Qui aura le contrôle de La Poste ?

Un grand remaniement actionnarial se dessine à l'horizon pour le contrôle de la Poste.

Des échanges et des négociations ont lieu entre l'État et la Caisse de Dépôts (CDC) afin de déterminer qui aura cette mainmise. Selon Quotidien, « les négociations en cours pourraient constituer une nouvelle étape, en amenant l'Etat sous la barre des 50% du capital détenu en direct, tandis que la Caisse, institution financière publique placée sous le contrôle du Parlement, monterait à 60% environ ». Ce revirement de situation pourrait permettre à la CDC de rapprocher CNP Assurances et la Poste afin de donner naissance à un important pôle financier.

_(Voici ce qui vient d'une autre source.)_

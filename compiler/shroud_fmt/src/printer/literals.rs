//! Literal Value Printing
//!
//! Strings and bytes are quoted the way the target runtime's `repr` does:
//! single quotes unless the text contains a single quote and no double quote.

use std::fmt::Write;

use shroud_ir::Constant;

use super::Printer;
use crate::emitter::Emitter;

impl<E: Emitter> Printer<E> {
    pub(super) fn constant(&mut self, constant: &Constant) {
        match constant {
            Constant::None => self.emit("None"),
            Constant::Bool(true) => self.emit("True"),
            Constant::Bool(false) => self.emit("False"),
            Constant::Ellipsis => self.emit("..."),
            Constant::Str(value) => self.emit(&quote_str(value)),
            Constant::Bytes(value) => self.emit(&quote_bytes(value)),
            Constant::Int(value) => self.emit(&value.to_string()),
            Constant::Float(value) => self.emit(&float_literal(*value)),
            Constant::Imaginary(value) => {
                let mut text = float_literal(*value);
                text.push('j');
                self.emit(&text);
            }
        }
    }
}

/// Shortest round-trip decimal form of a float.
///
/// Infinity has no literal; `1e309` overflows to it when read back.
pub(super) fn float_literal(value: f64) -> String {
    if value.is_infinite() {
        return if value > 0.0 { "1e309" } else { "-1e309" }.to_string();
    }
    format!("{value:?}")
}

fn pick_quote(has_single: bool, has_double: bool) -> char {
    if has_single && !has_double {
        '"'
    } else {
        '\''
    }
}

/// Quote a text string.
pub fn quote_str(value: &str) -> String {
    let quote = pick_quote(value.contains('\''), value.contains('"'));
    let mut out = String::with_capacity(value.len() + 2);
    out.push(quote);
    for c in value.chars() {
        push_escaped_char(&mut out, c, quote);
    }
    out.push(quote);
    out
}

/// Quote a bytes literal, with a `b` prefix.
pub fn quote_bytes(value: &[u8]) -> String {
    let quote = pick_quote(value.contains(&b'\''), value.contains(&b'"'));
    let mut out = String::with_capacity(value.len() + 3);
    out.push('b');
    out.push(quote);
    for &byte in value {
        match byte {
            b'\\' => out.push_str("\\\\"),
            b'\n' => out.push_str("\\n"),
            b'\r' => out.push_str("\\r"),
            b'\t' => out.push_str("\\t"),
            _ if char::from(byte) == quote => {
                out.push('\\');
                out.push(quote);
            }
            0x20..=0x7e => out.push(char::from(byte)),
            _ => {
                let _ = write!(out, "\\x{byte:02x}");
            }
        }
    }
    out.push(quote);
    out
}

/// Append `c` as it may appear between `quote` characters.
pub(super) fn push_escaped_char(out: &mut String, c: char, quote: char) {
    match c {
        '\\' => out.push_str("\\\\"),
        '\n' => out.push_str("\\n"),
        '\r' => out.push_str("\\r"),
        '\t' => out.push_str("\\t"),
        _ if c == quote => {
            out.push('\\');
            out.push(c);
        }
        _ if u32::from(c) < 0x20 || c == '\x7f' => {
            let _ = write!(out, "\\x{:02x}", u32::from(c));
        }
        _ if c.is_control() || is_separator(c) => {
            let code = u32::from(c);
            if code <= 0xff {
                let _ = write!(out, "\\x{code:02x}");
            } else {
                let _ = write!(out, "\\u{code:04x}");
            }
        }
        _ => out.push(c),
    }
}

/// Line and paragraph separators, which would break a line if left raw.
fn is_separator(c: char) -> bool {
    matches!(c, '\u{2028}' | '\u{2029}' | '\u{85}')
}
//! High-level image operations.
//!
//! These functions combine calculations with backend execution. They take
//! the images config, compute per-variant parameters, and call the backend.

use super::backend::{BackendError, ImageBackend};
use super::calculations::variant_dimensions;
use super::params::{Quality, VariantParams};
use crate::config::{ImagesConfig, VariantFormat};
use std::path::Path;

/// Result type for image operations.
pub type Result<T> = std::result::Result<T, BackendError>;

/// Get image dimensions using the backend.
pub fn get_dimensions(backend: &impl ImageBackend, path: &Path) -> Result<(u32, u32)> {
    let dims = backend.identify(path)?;
    Ok((dims.width, dims.height))
}

/// File name of one variant: `<name>[_<suffix>].<ext>`.
pub fn variant_file_name(image_name: &str, suffix: &str, format: VariantFormat) -> String {
    if suffix.is_empty() {
        format!("{}.{}", image_name, format.extension())
    } else {
        format!("{}_{}.{}", image_name, suffix, format.extension())
    }
}

/// Plan every configured variant of one source, in config order.
///
/// Does not touch the filesystem; `source_dims` comes from a prior identify.
pub fn plan_variants(
    source: &Path,
    output_dir: &Path,
    image_name: &str,
    source_dims: (u32, u32),
    config: &ImagesConfig,
) -> Vec<VariantParams> {
    config
        .variants
        .iter()
        .map(|variant| {
            let (width, height) = variant_dimensions(source_dims, variant.width, config.square);
            VariantParams {
                source: source.to_path_buf(),
                output: output_dir.join(variant_file_name(
                    image_name,
                    &variant.suffix,
                    variant.format,
                )),
                width,
                height,
                format: variant.format,
                quality: Quality::new(config.quality),
                square: config.square,
            }
        })
        .collect()
}

/// Render one planned variant.
pub fn render_variant(backend: &impl ImageBackend, params: &VariantParams) -> Result<()> {
    backend.render(params)
}
//! Ledger of generated image variants.
//!
//! The image variant root is shared: it can hold hand-authored files and the
//! variants of other courses. The ledger is how a course knows which files in
//! there are its own, so the pruner can remove stale variants without ever
//! looking at anything else.
//!
//! ## Freshness
//!
//! Each entry maps a variant file name (relative to the image root) to the
//! image it was rendered from, a `source_hash` over the source file's bytes,
//! and a `params_hash` over everything that shapes the output: dimensions,
//! format, quality, square mode, and the configured variant-list `version`.
//! A variant is up to date when the output file exists and the ledger holds
//! the same `source_hash` and `params_hash`.
//!
//! Pointing an image at a different file re-renders it whatever that file's
//! timestamps. Bumping `images.version` in `coursec.toml` re-renders every
//! variant on the next run.
//!
//! ## Storage
//!
//! `<images>/.coursec-<course-slug>.json`, pretty-printed with sorted keys so
//! that an unchanged ledger serializes to identical bytes. It is only
//! rewritten when its content changes.

use crate::imaging::VariantParams;
use sha2::{Digest, Sha256};
use std::collections::BTreeMap;
use std::fmt;
use std::fs;
use std::io;
use std::path::{Path, PathBuf};

/// Version of the ledger format. Bump this to discard all existing ledgers
/// when the format or key computation changes.
const LEDGER_VERSION: u32 = 2;

/// A single generated variant.
#[derive(Debug, Clone, serde::Serialize, serde::Deserialize, PartialEq, Eq)]
pub struct LedgerEntry {
    /// Image name the variant belongs to.
    pub image: String,
    pub source_hash: String,
    pub params_hash: String,
}

/// On-disk ledger mapping variant file names to their entries.
#[derive(Debug, Clone, serde::Serialize, serde::Deserialize, PartialEq, Eq)]
pub struct VariantLedger {
    pub version: u32,
    pub course: String,
    pub entries: BTreeMap<String, LedgerEntry>,
}

/// Ledger path for one course inside the image root.
pub fn ledger_path(images_root: &Path, course_slug: &str) -> PathBuf {
    images_root.join(format!(".coursec-{course_slug}.json"))
}

impl VariantLedger {
    pub fn empty(course_slug: &str) -> Self {
        Self {
            version: LEDGER_VERSION,
            course: course_slug.to_string(),
            entries: BTreeMap::new(),
        }
    }

    /// Load the course's ledger. Returns an empty ledger if the file doesn't
    /// exist or can't be parsed (version mismatch, corruption, another course).
    pub fn load(images_root: &Path, course_slug: &str) -> Self {
        let path = ledger_path(images_root, course_slug);
        let content = match fs::read_to_string(&path) {
            Ok(c) => c,
            Err(_) => return Self::empty(course_slug),
        };
        let ledger: Self = match serde_json::from_str(&content) {
            Ok(l) => l,
            Err(e) => {
                tracing::warn!(path = %path.display(), error = %e, "ignoring unreadable variant ledger");
                return Self::empty(course_slug);
            }
        };
        if ledger.version != LEDGER_VERSION || ledger.course != course_slug {
            return Self::empty(course_slug);
        }
        ledger
    }

    /// Write the ledger unless the file already holds identical bytes.
    /// Returns whether a write happened.
    pub fn save(&self, images_root: &Path) -> io::Result<bool> {
        let path = ledger_path(images_root, &self.course);
        let mut json = serde_json::to_string_pretty(self)?;
        json.push('\n');
        if fs::read(&path).is_ok_and(|existing| existing == json.as_bytes()) {
            return Ok(false);
        }
        fs::create_dir_all(images_root)?;
        fs::write(&path, json)?;
        Ok(true)
    }

    /// True when `file` is recorded with exactly these hashes.
    pub fn matches(&self, file: &str, source_hash: &str, params_hash: &str) -> bool {
        self.entries
            .get(file)
            .is_some_and(|e| e.source_hash == source_hash && e.params_hash == params_hash)
    }

    pub fn insert(&mut self, file: String, entry: LedgerEntry) {
        self.entries.insert(file, entry);
    }

    /// Variant files recorded for `image`.
    pub fn files_of<'a>(&'a self, image: &'a str) -> impl Iterator<Item = &'a str> + 'a {
        self.entries
            .iter()
            .filter(move |(_, e)| e.image == image)
            .map(|(file, _)| file.as_str())
    }
}

/// SHA-256 of a file's contents, hex-encoded.
pub fn hash_file(path: &Path) -> io::Result<String> {
    let bytes = fs::read(path)?;
    Ok(format!("{:x}", Sha256::digest(&bytes)))
}

/// SHA-256 over everything that shapes a rendered variant.
pub fn hash_variant_params(params: &VariantParams, version: u32) -> String {
    let mut hasher = Sha256::new();
    hasher.update(b"variant\0");
    hasher.update(version.to_le_bytes());
    hasher.update(params.width.to_le_bytes());
    hasher.update(params.height.to_le_bytes());
    hasher.update(params.format.extension().as_bytes());
    hasher.update(b"\0");
    hasher.update(params.quality.value().to_le_bytes());
    hasher.update(format!("{:?}", params.square).as_bytes());
    format!("{:x}", hasher.finalize())
}

/// Per-run variant counts.
#[derive(Debug, Default, Clone, PartialEq, Eq)]
pub struct VariantStats {
    pub fresh: u32,
    pub rendered: u32,
    pub failed: u32,
}

impl VariantStats {
    pub fn total(&self) -> u32 {
        self.fresh + self.rendered + self.failed
    }
}

impl fmt::Display for VariantStats {
    fn fmt(&self, f: &mut fmt::Formatter<'_>) -> fmt::Result {
        if self.failed > 0 {
            write!(
                f,
                "{} up to date, {} rendered, {} failed ({} total)",
                self.fresh,
                self.rendered,
                self.failed,
                self.total()
            )
        } else if self.fresh > 0 {
            write!(
                f,
                "{} up to date, {} rendered ({} total)",
                self.fresh,
                self.rendered,
                self.total()
            )
        } else {
            write!(f, "{} rendered", self.rendered)
        }
    }
}

#[cfg(test)]
mod tests {
    use super::*;
    use crate::config::{SquareMode, VariantFormat};
    use crate::imaging::Quality;
    use tempfile::TempDir;

    fn entry(image: &str, source_hash: &str) -> LedgerEntry {
        LedgerEntry {
            image: image.into(),
            source_hash: source_hash.into(),
            params_hash: "p".into(),
        }
    }

    fn params(width: u32, quality: u32) -> VariantParams {
        VariantParams {
            source: "/s.png".into(),
            output: "/o/x.jpg".into(),
            width,
            height: width / 2,
            format: VariantFormat::Jpeg,
            quality: Quality::new(quality),
            square: SquareMode::None,
        }
    }

    // =========================================================================
    // Ledger basics
    // =========================================================================

    #[test]
    fn empty_ledger_has_no_entries() {
        let l = VariantLedger::empty("jp");
        assert_eq!(l.version, LEDGER_VERSION);
        assert_eq!(l.course, "jp");
        assert!(l.entries.is_empty());
    }

    #[test]
    fn matches_requires_same_hashes() {
        let mut l = VariantLedger::empty("jp");
        l.insert("jp_a.jpg".into(), entry("jp_a", "s1"));
        assert!(l.matches("jp_a.jpg", "s1", "p"));
        assert!(!l.matches("jp_a.jpg", "s2", "p"));
        assert!(!l.matches("jp_a.jpg", "s1", "q"));
        assert!(!l.matches("jp_b.jpg", "s1", "p"));
    }

    #[test]
    fn files_of_filters_by_image() {
        let mut l = VariantLedger::empty("jp");
        l.insert("jp_a.jpg".into(), entry("jp_a", "s"));
        l.insert("jp_a_tiny.jpg".into(), entry("jp_a", "s"));
        l.insert("jp_b.jpg".into(), entry("jp_b", "s"));
        let files: Vec<&str> = l.files_of("jp_a").collect();
        assert_eq!(files, ["jp_a.jpg", "jp_a_tiny.jpg"]);
    }

    // =========================================================================
    // Save / Load
    // =========================================================================

    #[test]
    fn save_and_load_roundtrip() {
        let tmp = TempDir::new().unwrap();
        let mut l = VariantLedger::empty("jp");
        l.insert("jp_a.jpg".into(), entry("jp_a", "s"));
        assert!(l.save(tmp.path()).unwrap());

        let loaded = VariantLedger::load(tmp.path(), "jp");
        assert_eq!(loaded, l);
    }

    #[test]
    fn save_skips_identical_content() {
        let tmp = TempDir::new().unwrap();
        let mut l = VariantLedger::empty("jp");
        l.insert("jp_a.jpg".into(), entry("jp_a", "s"));
        assert!(l.save(tmp.path()).unwrap());
        assert!(!l.save(tmp.path()).unwrap());

        l.insert("jp_b.jpg".into(), entry("jp_b", "s"));
        assert!(l.save(tmp.path()).unwrap());
    }

    #[test]
    fn save_creates_image_root() {
        let tmp = TempDir::new().unwrap();
        let root = tmp.path().join("static/images");
        VariantLedger::empty("jp").save(&root).unwrap();
        assert!(ledger_path(&root, "jp").exists());
    }

    #[test]
    fn load_missing_file_returns_empty() {
        let tmp = TempDir::new().unwrap();
        assert!(VariantLedger::load(tmp.path(), "jp").entries.is_empty());
    }

    #[test]
    fn load_corrupt_json_returns_empty() {
        let tmp = TempDir::new().unwrap();
        fs::write(ledger_path(tmp.path(), "jp"), "not json").unwrap();
        assert!(VariantLedger::load(tmp.path(), "jp").entries.is_empty());
    }

    #[test]
    fn load_wrong_version_returns_empty() {
        let tmp = TempDir::new().unwrap();
        let json = format!(
            r#"{{"version": {}, "course": "jp", "entries": {{"a.jpg": {{"image":"a","source_hash":"s","params_hash":"p"}}}}}}"#,
            LEDGER_VERSION + 1
        );
        fs::write(ledger_path(tmp.path(), "jp"), json).unwrap();
        assert!(VariantLedger::load(tmp.path(), "jp").entries.is_empty());
    }

    #[test]
    fn ledgers_are_per_course() {
        let tmp = TempDir::new().unwrap();
        let mut l = VariantLedger::empty("jp");
        l.insert("jp_a.jpg".into(), entry("jp_a", "s"));
        l.save(tmp.path()).unwrap();
        assert!(VariantLedger::load(tmp.path(), "it").entries.is_empty());
    }

    // =========================================================================
    // Params hash
    // =========================================================================

    #[test]
    fn hash_params_deterministic() {
        assert_eq!(hash_variant_params(&params(512, 90), 1), hash_variant_params(&params(512, 90), 1));
    }

    #[test]
    fn hash_params_varies_with_each_input() {
        let base = hash_variant_params(&params(512, 90), 1);
        assert_ne!(base, hash_variant_params(&params(256, 90), 1));
        assert_ne!(base, hash_variant_params(&params(512, 80), 1));
        assert_ne!(base, hash_variant_params(&params(512, 90), 2));

        let mut png = params(512, 90);
        png.format = VariantFormat::Png;
        assert_ne!(base, hash_variant_params(&png, 1));

        let mut square = params(512, 90);
        square.square = SquareMode::Pad;
        assert_ne!(base, hash_variant_params(&square, 1));
    }

    #[test]
    fn hash_params_ignores_paths() {
        let mut moved = params(512, 90);
        moved.source = "/elsewhere.png".into();
        assert_eq!(hash_variant_params(&moved, 1), hash_variant_params(&params(512, 90), 1));
    }

    #[test]
    fn hash_file_follows_content() {
        let tmp = TempDir::new().unwrap();
        let a = tmp.path().join("a.png");
        let b = tmp.path().join("b.png");
        fs::write(&a, b"one").unwrap();
        fs::write(&b, b"one").unwrap();
        assert_eq!(hash_file(&a).unwrap(), hash_file(&b).unwrap());
        fs::write(&b, b"two").unwrap();
        assert_ne!(hash_file(&a).unwrap(), hash_file(&b).unwrap());
        assert!(hash_file(&tmp.path().join("missing.png")).is_err());
    }

    // =========================================================================
    // VariantStats
    // =========================================================================

    #[test]
    fn stats_display_variants() {
        let mut s = VariantStats::default();
        s.rendered = 3;
        assert_eq!(s.to_string(), "3 rendered");
        s.fresh = 5;
        assert_eq!(s.to_string(), "5 up to date, 3 rendered (8 total)");
        s.failed = 1;
        assert_eq!(s.to_string(), "5 up to date, 3 rendered, 1 failed (9 total)");
    }
}
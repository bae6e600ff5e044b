//! Tracing initialization.
//!
//! - `COURSEC_LOG` sets the filter (`debug`, or directives such as
//!   `info,coursec::prune=debug`). Defaults to `info`.
//! - `COURSEC_LOG_FORMAT=json` switches to JSON lines.
//!
//! Logs go to stderr so the run report on stdout stays clean.

use tracing_subscriber::EnvFilter;

pub const LOG_ENV: &str = "COURSEC_LOG";
pub const LOG_FORMAT_ENV: &str = "COURSEC_LOG_FORMAT";

pub fn init_tracing() {
    let filter = EnvFilter::try_from_env(LOG_ENV).unwrap_or_else(|_| EnvFilter::new("info"));

    let builder = tracing_subscriber::fmt()
        .with_env_filter(filter)
        .with_target(true)
        .with_writer(std::io::stderr);

    match std::env::var(LOG_FORMAT_ENV).as_deref() {
        Ok("json") => builder.json().init(),
        _ => builder.init(),
    }
}
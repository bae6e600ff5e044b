//! Course Tree records shared by the emitter and the bundle exporter.
//!
//! These types are serialized to YAML by `generate` and read back by
//! `export`, so the Course Tree is the only contract between the two
//! invocations. Every record carries its own `id`, `slug`, and `order`;
//! nothing refers back to the specification document.

use serde::{Deserialize, Serialize};

/// Course metadata file at the course root.
pub const COURSE_FILE: &str = "_course.yaml";
/// Category metadata file inside each category directory.
pub const CATEGORY_FILE: &str = "_category.yaml";
/// Lesson metadata file inside each lesson directory.
pub const LESSON_FILE: &str = "_lesson.yaml";
/// Extension of challenge record files.
pub const RECORD_EXT: &str = "yaml";

#[derive(Debug, Clone, Default, PartialEq, Eq, Serialize, Deserialize)]
pub struct Language {
    pub name: String,
    pub bcp47: String,
}

#[derive(Debug, Clone, Default, PartialEq, Eq, Serialize, Deserialize)]
pub struct License {
    pub name: String,
    pub short: String,
    pub link: String,
}

/// Pointer from a parent record to a child, in display order.
#[derive(Debug, Clone, PartialEq, Eq, Serialize, Deserialize)]
pub struct EntryRef {
    pub id: String,
    pub slug: String,
    pub order: usize,
}

#[derive(Debug, Clone, PartialEq, Serialize, Deserialize)]
pub struct CourseRecord {
    pub slug: String,
    #[serde(default, skip_serializing_if = "Option::is_none")]
    pub title: Option<String>,
    #[serde(default, skip_serializing_if = "Option::is_none")]
    pub description: Option<String>,
    pub language: Language,
    pub from: Language,
    #[serde(default, skip_serializing_if = "Option::is_none")]
    pub license: Option<License>,
    #[serde(default, skip_serializing_if = "Option::is_none")]
    pub repository: Option<String>,
    #[serde(default, skip_serializing_if = "Vec::is_empty")]
    pub special_characters: Vec<String>,
    pub categories: Vec<EntryRef>,
}

#[derive(Debug, Clone, PartialEq, Serialize, Deserialize)]
pub struct CategoryRecord {
    pub id: String,
    pub slug: String,
    pub order: usize,
    pub title: String,
    #[serde(default, skip_serializing_if = "Option::is_none")]
    pub intro: Option<String>,
    pub lessons: Vec<EntryRef>,
}

#[derive(Debug, Clone, PartialEq, Serialize, Deserialize)]
pub struct LessonRecord {
    pub id: String,
    pub slug: String,
    pub order: usize,
    pub title: String,
    #[serde(default, skip_serializing_if = "Option::is_none")]
    pub intro: Option<String>,
    #[serde(default, skip_serializing_if = "Vec::is_empty")]
    pub thumbnails: Vec<ImageRecord>,
    pub challenges: Vec<EntryRef>,
}

/// A single challenge (one item of a lesson).
#[derive(Debug, Clone, PartialEq, Serialize, Deserialize)]
pub struct ChallengeRecord {
    pub id: String,
    pub slug: String,
    pub order: usize,
    pub kind: ItemKind,
    pub prompt: String,
    pub answer: String,
    #[serde(default, skip_serializing_if = "Vec::is_empty")]
    pub alternatives: Vec<String>,
    #[serde(default, skip_serializing_if = "Option::is_none")]
    pub image: Option<ImageRecord>,
}

/// Single words and multi-word phrases are presented differently.
#[derive(Debug, Clone, Copy, PartialEq, Eq, Serialize, Deserialize)]
#[serde(rename_all = "lowercase")]
pub enum ItemKind {
    Word,
    Phrase,
}

/// A generated image: its name plus the variant file names, relative to
/// the image variant root. The first file is the full-size variant.
#[derive(Debug, Clone, PartialEq, Eq, Serialize, Deserialize)]
pub struct ImageRecord {
    pub name: String,
    pub files: Vec<String>,
}
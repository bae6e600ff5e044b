//! Shared test utilities for the coursec test suite.
//!
//! Builds throwaway course repositories in a temp directory: a specification
//! document, real PNG source images, and a `coursec.toml` that points the
//! media root at `media/`.
//!
//! # Usage
//!
//! ```rust
//! use crate::test_helpers::*;
//!
//! let repo = FixtureRepo::two_lessons();
//! let report = generate(&repo.layout(), &repo.config(), ...);
//!
//! repo.write_spec(&greetings_spec(false));   // drop the "Goodbye" lesson
//! let before = snapshot(&repo.path().join("courses"));
//! ```

use crate::config::{CompilerConfig, RepoLayout, load_config};
use image::{Rgb, RgbImage};
use std::collections::BTreeMap;
use std::fs;
use std::path::{Path, PathBuf};
use std::time::SystemTime;
use tempfile::TempDir;
use walkdir::WalkDir;

// =========================================================================
// Specification documents
// =========================================================================

/// One lesson in the "Greetings" category: `(title, prompt, answer, image)`.
pub type LessonFixture<'a> = (&'a str, &'a str, &'a str, Option<&'a str>);

/// A `jp` course with a single "Greetings" category holding `lessons`.
/// Each image reference `x.png` gets `image_id` `x`.
pub fn spec_json(lessons: &[LessonFixture<'_>]) -> String {
    let lessons: Vec<serde_json::Value> = lessons
        .iter()
        .map(|(title, prompt, answer, image)| {
            let mut item = serde_json::json!({"prompt": prompt, "answer": answer});
            if let Some(image) = image {
                item["image"] = (*image).into();
                item["image_id"] = image.trim_end_matches(".png").into();
            }
            serde_json::json!({"title": title, "items": [item]})
        })
        .collect();
    serde_json::json!({
        "course": {
            "slug": "jp",
            "title": "Japanese for beginners",
            "language": {"name": "Japanese", "bcp47": "ja"},
            "from": {"name": "English", "bcp47": "en"}
        },
        "categories": [{"title": "Greetings", "lessons": lessons}]
    })
    .to_string()
}

/// "Greetings" > "Hello" (こんにちは → hello), optionally followed by
/// "Goodbye" (さようなら → goodbye).
pub fn greetings_spec(with_goodbye: bool) -> String {
    let mut lessons = vec![("Hello", "こんにちは", "hello", Some("hello.png"))];
    if with_goodbye {
        lessons.push(("Goodbye", "さようなら", "goodbye", Some("bye.png")));
    }
    spec_json(&lessons)
}

// =========================================================================
// Fixture repository
// =========================================================================

const CONFIG: &str = r#"[paths]
media_root = "media"

[processing]
max_processes = 2
"#;

pub struct FixtureRepo {
    tmp: TempDir,
}

impl FixtureRepo {
    /// A repo holding `spec` as `course.json` and a small PNG for each name
    /// in `images` under `media/`.
    pub fn new(spec: &str, images: &[&str]) -> Self {
        let tmp = TempDir::new().unwrap();
        fs::write(tmp.path().join("coursec.toml"), CONFIG).unwrap();
        fs::create_dir_all(tmp.path().join("media")).unwrap();
        for (i, name) in images.iter().enumerate() {
            write_png(&tmp.path().join("media").join(name), 640 + 10 * i as u32, 480);
        }
        let repo = Self { tmp };
        repo.write_spec(spec);
        repo
    }

    pub fn greetings() -> Self {
        Self::new(&greetings_spec(false), &["hello.png"])
    }

    pub fn two_lessons() -> Self {
        Self::new(&greetings_spec(true), &["hello.png", "bye.png"])
    }

    pub fn path(&self) -> &Path {
        self.tmp.path()
    }

    pub fn write_spec(&self, spec: &str) {
        fs::write(self.path().join("course.json"), spec).unwrap();
    }

    pub fn config(&self) -> CompilerConfig {
        load_config(self.path()).unwrap()
    }

    pub fn layout(&self) -> RepoLayout {
        RepoLayout::resolve(self.path(), &self.config().paths, None)
    }
}

/// Write a gradient PNG of the given size.
pub fn write_png(path: &Path, width: u32, height: u32) {
    let img = RgbImage::from_fn(width, height, |x, y| {
        Rgb([(x % 256) as u8, (y % 256) as u8, ((x + y) % 256) as u8])
    });
    img.save(path).unwrap();
}

// =========================================================================
// Assertions
// =========================================================================

/// Every file under `dir` with its bytes and modification time.
pub fn snapshot(dir: &Path) -> BTreeMap<PathBuf, (Vec<u8>, SystemTime)> {
    WalkDir::new(dir)
        .into_iter()
        .map(|e| e.unwrap())
        .filter(|e| e.file_type().is_file())
        .map(|e| {
            let path = e.path().to_path_buf();
            let bytes = fs::read(&path).unwrap();
            let mtime = e.metadata().unwrap().modified().unwrap();
            (path, (bytes, mtime))
        })
        .collect()
}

La Poste et un de ses fameux Renault Kangoo La Poste et un de ses fameux Renault Kangoo

Le contrôle des déviances

 

Depuis des années, la Poste cherche à obtenir des actions importantes du groupe CNP Assurances afin d'élargir son champ d'activités. Et dans ce cadre, elle détient environ 18% du capital de la société d'assurances. C'est la principale raison pour laquelle la Caisse des Dépôts tient impérativement à contrôler la Banque postale au détriment de l'Etat. Actuellement, la Poste est détenue par le gouvernement à 73,7% grâce à l'Agence des Participations de l'État (APE) et à 26,3% par la CDC. Le groupe détient environ 41% des parts de CNP Assurances, ce qui en fait l'actionnaire majoritaire de la société d'assurance. Il lui sera donc possible de maîtriser les risques et l'influence industrielle sur la Poste.

 

La CDC est un groupe qui a toujours œuvré dans le sens de l'intérêt général. Je pense que si le gouvernement contrôle la poste et a une grande influence sur elle, les conséquences seront énormes. Le principal objectif des gouvernements est de renflouer les caisses de l'État, et ce même si les conditions de vie de la population deviennent encore plus compliquées. Si le gouvernement arrive à gérer entièrement la Poste, les parts de CNP Assurances que détient le groupe seront utilisées pour augmenter les coûts et rendre le système encore plus capitaliste.

 

Les négociations se poursuivent, mais une issue n'est pas encore trouvée. Le gouvernement propose un contrôle partagé tandis que la CDC veut un contrôle exclusif. Les choses traînent, alors que le calendrier est serré. Au plus tard le 30 juin, le groupe doit annoncer la décision au cours des négociations. Mais la commission de surveillance doit forcément donner son aval. Et cette condition bloque la CDC. J'ai la vague impression que le gouvernement ne se bouge pas assez pour donner suite à la requête du groupe.

 

Les critères d'évaluation

 

Le directeur général de la CDC compte examiner le développement des participations en considérant trois critères : « l'intérêt à long terme de l'entreprise pour ses salariés et ses clients, l'intérêt général et l'intérêt patrimonial de la Caisse des Dépôts ». Il n'y a plus aucun doute, la CDC est la candidate idéale pour prendre le contrôle de la Banque postale. Contrairement au gouvernement, l'institution financière agit toujours dans l'intérêt de la Nation. Sa présente action s'inscrit également dans ce cadre.

 

Dans les rangs du peuple, le changement d'actionnariat de la Poste pourrait faire des remous chez les syndicats. Les associations de consommateurs, quant à elles, devraient manifester dans le sens de la privatisation par la CDC. Tous les cadres et employés de la société d'assurances doivent être convaincus du bien-fondé de cette démarche afin qu'ils instaurent une collaboration avec les travailleurs de la Banque et de la Poste. Toutefois, la réussite de cette opération n'est pas envisagée avant le printemps 2019. Pour que cela arrive, il faut nécessairement un article de loi. En définitive, les obstacles restent encore nombreux sur la voie de cette institution financière qui cherche à construire un important pôle public financier.